Les programmes d’éducation financés par les États-Unis, mis en place après le coup d’État, apportaient une aide aux élèves du Myanmar qui étudiaient dans des universités d’Asie du Sud-Est, soutenaient des initiatives d’enseignement supérieur en ligne et des services d’éducation de base pour les enfants de communautés ethniques, isolées et rurales.

Ils ont représenté un rare point positif dans un contexte où les droits humains n’ont cessé de se dégrader dans ce pays, où, à ce jour, plus de 6 000 civil·e·s ont été tués et plus de 20 000 arrêtés. En 2025, près de 20 millions de personnes, selon les estimations, auront besoin d’une aide humanitaire.

Le tremblement de terre de magnitude 7,7 qui a frappé le centre du Myanmar le 28 mars 2025, tuant près de 4 000 personnes et détruisant des hôpitaux, des habitations, des monastères et au moins un millier d’écoles, n’a fait qu’exacerber ces besoins. Cela créera également des obstacles supplémentaires pour les jeunes qui veulent faire des études après plus de quatre ans de conflit armé dans le pays.

« Les coupes dans l’aide fournie par les États-Unis à l’étranger ont aggravé une situation déjà mauvaise. Le gouvernement de Donald Trump doit faire marche arrière et ne pas abandonner les élèves au Myanmar qui travaillent pour réaliser leurs rêves dans des circonstances extrêmement difficiles. Mais si les États-Unis continuent de ne plus apporter leur soutien aux jeunes du Myanmar, d’autres gouvernements, universités et donateurs doivent alors intervenir et apporter leur aide », a déclaré Joe Freeman.

Le secteur de l’éducation au Myanmar dans la tourment

Après la prise de pouvoir par l’armée du Myanmar le 1er février 2021, les enseignant·e·s et les élèves ont quitté les établissements d’enseignement en signe de protestation pour rejoindre un système éducatif parallèle sous le gouvernement civil déchu, avec de nouvelles écoles construites à partir de zéro en utilisant des bâtiments existants tels que des logements, et avec des cours en ligne.

L’armée a réagi en arrêtant des enseignant·e·s et en attaquant des écoles avec des frappes aériennes, tandis que le conflit armé s’intensifiait dans tout le pays, en particulier là où des écoles fonctionnaient dans des zones ne se trouvant pas sous le contrôle de l’armée. La situation générale a entraîné une forte baisse des taux de scolarisation, un accès limité aux écoles en état de fonctionnement et une pénurie de matériel pédagogique. Dans ce contexte, les programmes d’éducation financés par les États-Unis ont accompli une tâche essentielle pour combler le vide tout en contribuant à protéger les élèves, les enseignant·e·s et les parents contre les atteintes aux droits humains.

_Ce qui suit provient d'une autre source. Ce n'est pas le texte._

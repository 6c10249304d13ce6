//! LightSense serial protocol
//!
//! This crate implements the host side of the light-sensor instrument's text
//! protocol: framing the raw serial byte stream into lines, encoding commands,
//! classifying responses and running the command/confirmation exchanges the
//! firmware expects.
//!
//! # Protocol Overview
//!
//! The protocol is half-duplex request/response over a serial byte stream:
//!
//! - **Commands** (host → instrument): ASCII text terminated with `\r\n`
//! - **Responses** (instrument → host): one line per command, terminated with `\n`
//! - **Double acknowledgement**: configuration commands are first answered
//!   with `OK`; the actual result is delivered in reply to a following `nop`
//!
//! Responses carry sentinels (`OK`, `ERROR`, `NA`, `NONE`, `CHECK_FAILED`,
//! `NO_CONF_SELECTED`, `TRUE`, `FALSE`, `ERRORS_CLEARED`) or a numeric payload.
//!
//! # Example
//!
//! ```rust,ignore
//! use lightsense_protocol::ProtocolClient;
//!
//! let mut client = ProtocolClient::new(link);
//! client.prompt_off()?;
//! client.ping()?;
//! let wavelength = client.guarded("get_wavelength", |c| c.get_wavelength(0))?;
//! ```

mod client;
mod commands;
mod error;
mod framer;
mod link;
mod responses;
pub mod testing;

pub use client::*;
pub use commands::*;
pub use error::*;
pub use framer::*;
pub use link::*;
pub use responses::*;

Amnistie Internationale a mené depuis la fin de l’an dernier des entretiens à distance et en présentiel avec plus de 50 personnes travaillant dans le domaine de l’éducation au Myanmar, dans les États chin, d’Arakan et kayah, ainsi que dans les régions de Magway, Sagaing et Mandalay, et avec des personnes vivant en exil.  Figurent au nombre de ces personnes des étudiant·e·s, des enseignant·e·s, des responsables du secteur éducatif, des parents et des victimes de frappes aériennes sur des écoles. Toutes ont souligné l’importance vitale de l’éducation pour l’avenir du pays, malgré les perturbations constantes que rencontre le système éducatif.

Un enseignant a déclaré à Amnistie Internationale : « Même lorsque je suis en train d’enseigner, je suis toujours sur le qui-vive, surtout lorsque j’entends des avions au-dessus de ma tête. Il m’est arrivé d’entendre le bruit de l’artillerie pendant que j’étais en cours, ce qui est très déstabilisant. »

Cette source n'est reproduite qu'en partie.